Just 10 minutes out and we saw today’s polar bear, climbing up a steep hillside towards the base of cliff-bound seabirds looking out for young birds that had fallen out of nests. This morning, there were lots of birds, including our first little auks: these are each about the size of a small thrush, but black and white. Also, they swarm around like budgerigars do in Australia and nest on cliff ledges, where you can often see half a dozen or more of them perched in a line. DSCN4738 DSCN4758DSCN4758

In the afternoon, we found ourselves in a ‘Commonwealth’ Zodiac with our little group of five Aussies, two Kiwis and us, who were keeping loose company on board. We moved onto nearby Apollonia Island, which has more bird cliffs where we saw more little auks – along with Brünnich’s guillemots, black guillemots, kittiwakes, glaucous gulls, Arctic terns, common eiders and some barnacle geese.

I am the walrus… watcher

The day’s highlight was a colony of walruses, mostly hauled up on a beach, but with many of them also in the water, splashing around us curiously. Here in Franz Josef Land, they are all females and pups – the males live in Svalbard and come north once a year for mating.

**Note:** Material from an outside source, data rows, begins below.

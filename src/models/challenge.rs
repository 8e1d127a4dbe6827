// ABOUTME: Challenge records and per-participant accept/fail/finish state
// ABOUTME: ChallengeKind, ParticipantState, ChallengeRecord with lifecycle validation
//
// SPDX-License-Identifier: MIT OR Apache-2.0
// Copyright (c) 2025 Pact Engine Contributors

use std::collections::HashSet;
use std::fmt::{Display, Formatter, Result as FmtResult};
use std::str::FromStr;

use chrono::{DateTime, Utc};
use serde::{Deserialize, Serialize};
use uuid::Uuid;

use crate::constants::limits;
use crate::errors::{EngineError, EngineResult};

/// Kind of challenge being played
///
/// Only `Duration` semantics are implemented. `Elimination` (last man
/// standing) is modeled so records carrying it deserialize cleanly, but
/// the engine refuses to derive progress for it.
#[non_exhaustive]
#[derive(Debug, Clone, Copy, Serialize, Deserialize, PartialEq, Eq, Default)]
#[serde(rename_all = "snake_case")]
pub enum ChallengeKind {
    /// Sustain the activity for the target number of days
    #[default]
    Duration,
    /// Last participant standing wins - recognized, not yet implemented
    Elimination,
}

impl Display for ChallengeKind {
    fn fmt(&self, f: &mut Formatter<'_>) -> FmtResult {
        match self {
            Self::Duration => write!(f, "duration"),
            Self::Elimination => write!(f, "elimination"),
        }
    }
}

impl FromStr for ChallengeKind {
    type Err = EngineError;

    fn from_str(s: &str) -> Result<Self, Self::Err> {
        match s.to_lowercase().as_str() {
            "duration" => Ok(Self::Duration),
            "elimination" => Ok(Self::Elimination),
            _ => Err(EngineError::invalid_input(format!(
                "Invalid challenge kind: {s}"
            ))),
        }
    }
}

impl ChallengeKind {
    /// Store string representation
    #[must_use]
    pub const fn as_str(&self) -> &'static str {
        match self {
            Self::Duration => "duration",
            Self::Elimination => "elimination",
        }
    }

    /// Whether the engine can derive progress for this kind
    #[must_use]
    pub const fn is_implemented(&self) -> bool {
        matches!(self, Self::Duration)
    }
}

/// Per-challenge, per-user accept/fail/finish state.
///
/// `failed` and `finished` are expected to be mutually exclusive while the
/// challenge is live, but the engine does not reject records where both
/// are set; display precedence handles that acknowledged edge case.
#[derive(Debug, Clone, PartialEq, Eq, Serialize, Deserialize)]
pub struct ParticipantState {
    /// User id this state belongs to
    pub id: String,
    /// Whether the participant accepted the challenge terms
    #[serde(default)]
    pub accepted: bool,
    /// When the participant dropped out, if they did
    #[serde(
        default,
        skip_serializing_if = "Option::is_none",
        with = "chrono::serde::ts_milliseconds_option"
    )]
    pub failed: Option<DateTime<Utc>>,
    /// When the participant completed the duration, if they did
    #[serde(
        default,
        skip_serializing_if = "Option::is_none",
        with = "chrono::serde::ts_milliseconds_option"
    )]
    pub finished: Option<DateTime<Utc>>,
}

impl ParticipantState {
    /// Freshly invited participant: not accepted, not failed, not finished
    #[must_use]
    pub fn invited(id: impl Into<String>) -> Self {
        Self {
            id: id.into(),
            accepted: false,
            failed: None,
            finished: None,
        }
    }

    /// Whether the participant is out of the game, either way
    #[must_use]
    pub const fn is_settled(&self) -> bool {
        self.failed.is_some() || self.finished.is_some()
    }
}

/// A shared challenge as stored in the challenge document store.
///
/// Wire format matches the store documents: timestamps are epoch
/// milliseconds, participants live under `users`, the target under
/// `target`.
#[derive(Debug, Clone, PartialEq, Eq, Serialize, Deserialize)]
pub struct ChallengeRecord {
    /// Unique challenge id
    pub id: String,
    /// Challenge name, editable while in draft
    pub name: String,
    /// Challenge kind discriminator
    #[serde(default)]
    pub kind: ChallengeKind,
    /// Whether the challenge is still a draft awaiting acceptance
    #[serde(default)]
    pub draft: bool,
    /// Start instant; must be present once the challenge leaves draft
    #[serde(
        default,
        skip_serializing_if = "Option::is_none",
        with = "chrono::serde::ts_milliseconds_option"
    )]
    pub started: Option<DateTime<Utc>>,
    /// Days required to complete the challenge
    #[serde(rename = "target")]
    pub target_days: u32,
    /// One entry per invited user, in invitation order
    #[serde(rename = "users")]
    pub participants: Vec<ParticipantState>,
}

impl ChallengeRecord {
    /// Propose a new draft challenge.
    ///
    /// Builds one participant entry per distinct invitee with the owner
    /// first, enforcing the creation-side limits: non-empty name, target
    /// within bounds, at least one invited friend, bounded participant
    /// count. The record starts in draft with nobody accepted.
    ///
    /// # Errors
    ///
    /// Returns `InvalidInput` or `ValueOutOfRange` when a limit is violated.
    pub fn new_draft(
        name: &str,
        owner_id: impl Into<String>,
        invitees: &[String],
        target_days: u32,
        started: Option<DateTime<Utc>>,
    ) -> EngineResult<Self> {
        let name = name.trim();
        if name.is_empty() {
            return Err(EngineError::invalid_input("challenge name is empty"));
        }
        if name.chars().count() > limits::MAX_NAME_LENGTH {
            return Err(EngineError::out_of_range("name length", name.chars().count()));
        }
        if !(limits::MIN_TARGET_DAYS..=limits::MAX_TARGET_DAYS).contains(&target_days) {
            return Err(EngineError::out_of_range("target_days", target_days));
        }

        let owner_id = owner_id.into();
        let mut seen: HashSet<&str> = HashSet::new();
        seen.insert(owner_id.as_str());
        let mut participants = vec![ParticipantState::invited(owner_id.clone())];
        for invitee in invitees {
            if seen.insert(invitee.as_str()) {
                participants.push(ParticipantState::invited(invitee.clone()));
            }
        }

        if participants.len() < 2 {
            return Err(EngineError::invalid_input(
                "a shared challenge needs at least one invited friend",
            ));
        }
        if participants.len() > limits::MAX_PARTICIPANTS {
            return Err(EngineError::out_of_range(
                "participant count",
                participants.len(),
            ));
        }

        Ok(Self {
            id: Uuid::new_v4().to_string(),
            name: name.to_owned(),
            kind: ChallengeKind::Duration,
            draft: true,
            started,
            target_days,
            participants,
        })
    }

    /// Check the record invariants the engine depends on.
    ///
    /// The target bound is checked on both sides: zero breaks the
    /// percentage math, and an absurdly large value would overflow the
    /// start-plus-target instant, so neither may reach the engine.
    ///
    /// # Errors
    ///
    /// - `ValueOutOfRange` when `target_days` is zero or exceeds
    ///   [`limits::MAX_TARGET_DAYS`]
    /// - `MissingRequiredField` when the record is live without a start time
    /// - `DuplicateParticipant` when a user id appears more than once
    pub fn validate(&self) -> EngineResult<()> {
        if !(limits::MIN_TARGET_DAYS..=limits::MAX_TARGET_DAYS).contains(&self.target_days) {
            return Err(
                EngineError::out_of_range("target_days", self.target_days)
                    .with_challenge_id(self.id.clone()),
            );
        }
        if !self.draft && self.started.is_none() {
            return Err(EngineError::missing_field("started").with_challenge_id(self.id.clone()));
        }

        let mut seen: HashSet<&str> = HashSet::new();
        for participant in &self.participants {
            if !seen.insert(participant.id.as_str()) {
                return Err(EngineError::duplicate_participant(participant.id.clone())
                    .with_challenge_id(self.id.clone()));
            }
        }
        Ok(())
    }

    /// Whether every participant has accepted the terms
    #[must_use]
    pub fn all_accepted(&self) -> bool {
        self.participants.iter().all(|p| p.accepted)
    }

    /// The participant entry for the given user, if invited
    #[must_use]
    pub fn participant(&self, user_id: &str) -> Option<&ParticipantState> {
        self.participants.iter().find(|p| p.id == user_id)
    }

    /// Whether the challenge has left the draft phase
    #[must_use]
    pub const fn is_live(&self) -> bool {
        !self.draft
    }
}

As it happens, we had seen walruses before – Pacific ones in the Russian Far East. That was a haul out of males numbering some 4,000 and we were told that sort of number and more is common with the Pacific genus, whereas Atlantic walruses tend to be in the hundreds.

A bit of humour for the evening

In the evening, we at last got round to having the captain’s welcome cocktail reception, when we all sort of dressed up and had some fizz before dinner. The officers all wore their full uniforms, too. The captain was quite a jolly Russian who gave a humorous talk in passable English.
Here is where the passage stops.